Beyond Meat’s Stock Is Sliding After Getting Downgraded. Here’s What Spooked the Analysts.
Beyond Meat
‘s stock was sliding Tuesday after Credit Suisse downgraded the stock, arguing that the company’s fake meat has reached market saturation faster than expected.
The imitation meat company was downgraded to Underperform from Neutral with the price target of $96, just below the FactctSet’s average target price of $96.43. Beyond Meat stock fell 2.7% to $93.45 at 8:01 a.m. in premarket trading.
“The meat alternatives category still has potential upside for the next several years, but we are lowering our long-term forecasts for Beyond’s sales and market share,” Credit Suisse’s Robert Moskow and Jacob Nivasch write.

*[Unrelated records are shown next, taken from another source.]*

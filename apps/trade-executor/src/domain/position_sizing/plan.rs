//! Trade plans and their sized form.

use rust_decimal::Decimal;
use serde::{Deserialize, Serialize};

use crate::domain::shared::{CorrelationId, DomainError, Symbol};

/// An approved long trade plan.
///
/// `stop_loss < entry_price < target_price` is established upstream by
/// normalization; the lifecycle orchestrator trusts it.
#[derive(Debug, Clone, PartialEq, Eq, Serialize, Deserialize)]
pub struct TradePlan {
    /// Trading symbol.
    pub symbol: Symbol,
    /// Shares to buy.
    pub quantity: u64,
    /// Entry price.
    pub entry_price: Decimal,
    /// Stop-loss price.
    pub stop_loss: Decimal,
    /// Target price.
    pub target_price: Decimal,
    /// Percent of capital risked if the stop-loss is hit.
    pub risk_percent: Decimal,
    /// Batch this plan belongs to.
    pub correlation_id: CorrelationId,
}

impl TradePlan {
    /// Check the long-side price ordering `stop_loss < entry < target`.
    ///
    /// # Errors
    ///
    /// Returns error describing the violated ordering.
    pub fn validate_price_ordering(&self) -> Result<(), DomainError> {
        if self.stop_loss < self.entry_price && self.entry_price < self.target_price {
            return Ok(());
        }
        Err(DomainError::BusinessRuleViolation {
            rule: "LONG_PRICE_ORDERING".to_string(),
            message: format!(
                "{}: expected stop_loss < entry < target, got {} / {} / {}",
                self.symbol, self.stop_loss, self.entry_price, self.target_price
            ),
        })
    }
}

/// A trade plan with the capital figures derived from its quantity.
///
/// Produced by the risk sizer; rewritten once by the exposure scaler.
#[derive(Debug, Clone, PartialEq, Eq, Serialize, Deserialize)]
pub struct SizedPlan {
    /// The plan; `plan.quantity` is the computed quantity.
    pub plan: TradePlan,
    /// `entry * quantity`.
    pub investment_needed: Decimal,
    /// `|entry - stop_loss| * quantity`.
    pub risk_amount: Decimal,
    /// `|target - entry| * quantity`.
    pub potential_profit: Decimal,
}

impl SizedPlan {
    /// Derive the capital figures for a plan.
    #[must_use]
    pub fn new(plan: TradePlan) -> Self {
        let mut sized = Self {
            plan,
            investment_needed: Decimal::ZERO,
            risk_amount: Decimal::ZERO,
            potential_profit: Decimal::ZERO,
        };
        sized.recompute();
        sized
    }

    /// Replace the quantity and recompute every derived amount.
    pub fn set_quantity(&mut self, quantity: u64) {
        self.plan.quantity = quantity;
        self.recompute();
    }

    /// Computed quantity.
    #[must_use]
    pub const fn quantity(&self) -> u64 {
        self.plan.quantity
    }

    /// Loss if the stop-loss is hit (same as `risk_amount`).
    #[must_use]
    pub const fn potential_loss(&self) -> Decimal {
        self.risk_amount
    }

    /// Reward per unit of risk, `(target - entry) / (entry - stop_loss)`.
    #[must_use]
    pub fn reward_risk_ratio(&self) -> Option<Decimal> {
        let risk = self.plan.entry_price - self.plan.stop_loss;
        if risk <= Decimal::ZERO {
            return None;
        }
        Some(((self.plan.target_price - self.plan.entry_price) / risk).round_dp(2))
    }

    fn recompute(&mut self) {
        let qty = Decimal::from(self.plan.quantity);
        self.investment_needed = self.plan.entry_price * qty;
        self.risk_amount = (self.plan.entry_price - self.plan.stop_loss).abs() * qty;
        self.potential_profit = (self.plan.target_price - self.plan.entry_price).abs() * qty;
    }
}

#[cfg(test)]
mod tests {
    use super::*;
    use rust_decimal_macros::dec;

    fn plan(quantity: u64) -> TradePlan {
        TradePlan {
            symbol: Symbol::new("ITC"),
            quantity,
            entry_price: dec!(100),
            stop_loss: dec!(95),
            target_price: dec!(115),
            risk_percent: dec!(1),
            correlation_id: CorrelationId::new("batch-1"),
        }
    }

    #[test]
    fn sized_plan_derives_amounts() {
        let sized = SizedPlan::new(plan(10));
        assert_eq!(sized.investment_needed, dec!(1000));
        assert_eq!(sized.risk_amount, dec!(50));
        assert_eq!(sized.potential_profit, dec!(150));
        assert_eq!(sized.potential_loss(), dec!(50));
        assert_eq!(sized.reward_risk_ratio(), Some(dec!(3)));
    }

    #[test]
    fn set_quantity_recomputes() {
        let mut sized = SizedPlan::new(plan(10));
        sized.set_quantity(4);
        assert_eq!(sized.quantity(), 4);
        assert_eq!(sized.investment_needed, dec!(400));
        assert_eq!(sized.risk_amount, dec!(20));
        assert_eq!(sized.potential_profit, dec!(60));
    }

    #[test]
    fn price_ordering_validation() {
        assert!(plan(1).validate_price_ordering().is_ok());

        let mut bad = plan(1);
        bad.stop_loss = dec!(101);
        assert!(bad.validate_price_ordering().is_err());
    }
}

Beyond Meat (ticker: BYND) warned investors this past Friday that the company expects lower revenue than initially forecast for the third quarter due to the delta variant and lag in distribution. The sales target for the third quarter stands at $106 million–a sharp drop from the $120 million to $140 million previously predicted.
Earlier this month, the stock was trading higher when fast-food giant McDonald’s said it would be testing the McPlant sandwich in eight U.S. locations for a limited time.
Beyond Meat is down over 23% year to date, while the S&P 500 has gained 22% and the Dow Jones Industrial Average has risen 17%.